2. Open-Sourcing Plan
2.1 Swappable Inference Endpoint
Skillspector's LLM inference is built on LangChain's ChatOpenAI, which
speaks the OpenAI Chat Completions API. The base URL is configured via
INFERENCE_API_BASE_URL in constants.py and can be overridden per call
through get_chat_model(base_url=...) in llm_utils.py.

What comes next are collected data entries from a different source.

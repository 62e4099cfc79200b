//! Typed view of the merged configuration tree.

use anyhow::{bail, Context, Result};
use serde::{Deserialize, Serialize};
use serde_json::Value;

#[derive(Debug, Clone, PartialEq, Eq, Serialize, Deserialize)]
#[serde(default)]
pub struct LedgerSection {
    pub commission_bps: u32,
    pub trade_timeout_secs: u64,
    pub cancel_limit: u32,
    pub suspension_secs: u64,
}

impl Default for LedgerSection {
    fn default() -> Self {
        Self {
            commission_bps: 50,
            trade_timeout_secs: 30 * 60,
            cancel_limit: 10,
            suspension_secs: 24 * 60 * 60,
        }
    }
}

#[derive(Debug, Clone, PartialEq, Eq, Serialize, Deserialize)]
#[serde(default)]
pub struct RuntimeSection {
    pub sweep_interval_secs: u64,
    /// Trades at or above this many whole crypto units raise an alert.
    pub large_trade_threshold_units: i64,
    pub bus_capacity: usize,
    pub report_interval_secs: u64,
}

impl Default for RuntimeSection {
    fn default() -> Self {
        Self {
            sweep_interval_secs: 5 * 60,
            large_trade_threshold_units: 10_000,
            bus_capacity: 1024,
            report_interval_secs: 24 * 60 * 60,
        }
    }
}

#[derive(Debug, Clone, PartialEq, Eq, Serialize, Deserialize)]
#[serde(default)]
pub struct AuditSection {
    /// JSONL file to append ledger events to. No path, no audit log.
    pub path: Option<String>,
    pub hash_chain: bool,
}

impl Default for AuditSection {
    fn default() -> Self {
        Self {
            path: None,
            hash_chain: true,
        }
    }
}

#[derive(Debug, Clone, Default, PartialEq, Eq, Serialize, Deserialize)]
#[serde(default)]
pub struct DeskConfig {
    pub ledger: LedgerSection,
    pub runtime: RuntimeSection,
    pub audit: AuditSection,
}

impl DeskConfig {
    pub fn from_json(v: &Value) -> Result<Self> {
        let cfg: DeskConfig =
            serde_json::from_value(v.clone()).context("CONFIG_INVALID: wrong shape or type")?;
        cfg.validate()?;
        Ok(cfg)
    }

    pub fn validate(&self) -> Result<()> {
        if self.ledger.commission_bps > 10_000 {
            bail!(
                "CONFIG_INVALID: ledger.commission_bps={} exceeds 10000",
                self.ledger.commission_bps
            );
        }
        if self.ledger.trade_timeout_secs == 0 {
            bail!("CONFIG_INVALID: ledger.trade_timeout_secs must be > 0");
        }
        if self.ledger.cancel_limit == 0 {
            bail!("CONFIG_INVALID: ledger.cancel_limit must be > 0");
        }
        if self.runtime.sweep_interval_secs == 0 {
            bail!("CONFIG_INVALID: runtime.sweep_interval_secs must be > 0");
        }
        if self.runtime.report_interval_secs == 0 {
            bail!("CONFIG_INVALID: runtime.report_interval_secs must be > 0");
        }
        if self.runtime.large_trade_threshold_units <= 0 {
            bail!("CONFIG_INVALID: runtime.large_trade_threshold_units must be > 0");
        }
        if self.runtime.bus_capacity == 0 {
            bail!("CONFIG_INVALID: runtime.bus_capacity must be > 0");
        }
        if matches!(self.audit.path.as_deref(), Some(p) if p.trim().is_empty()) {
            bail!("CONFIG_INVALID: audit.path is empty");
        }
        Ok(())
    }
}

Any provider that implements the OpenAI completions schema works as a drop-in replacement:
| Provider | Configuration |
|---|---|
| OpenAI | INFERENCE_API_BASE_URL=https://api.openai.com/v1 |
| Azure OpenAI | Set the Azure endpoint as INFERENCE_API_BASE_URL |
| vLLM | INFERENCE_API_BASE_URL=http://localhost:8000/v1 |
| Ollama | INFERENCE_API_BASE_URL=http://localhost:11434/v1 |
| LiteLLM proxy | INFERENCE_API_BASE_URL=http://localhost:4000/v1 |
No code changes are required — only the environment variable (or a one-line constant update) needs to change.
2.2 Manual Specification of model_registry.yaml
For environments without access to the NVIDIA Inference Hub metadata API (i.e. most open-source deployments), model token limits are provided through a YAML registry file.
The registry is not bundled inside the pip package — since the tool is designed to work with any OpenAI-compatible provider, the specific models and their limits depend entirely on the user's environment.
Reference file — A pre-populated model_registry.yaml is included at
the repository root as a starting point. Copy it, edit the models to match
your environment, and point the env var at it.
File format:
models:
"my-provider/model-name":
context_length: 128000 # total context window in tokens (required)
max_output_tokens: 16384 # model's max output cap (optional)
context_lengthis required — the total context window in tokens.max_output_tokensis optional — when present,get_max_output_tokens()returns the smaller of the percentage-based budget (25 % of context) and this explicit cap.
Activation — Set the SKILLSPECTOR_MODEL_REGISTRY environment
variable to point at your registry file:
export SKILLSPECTOR_MODEL_REGISTRY=./model_registry.yaml
When this env var is unset, Layer 2 is inactive and resolution falls through to the 128k default for any model not found via the metadata API.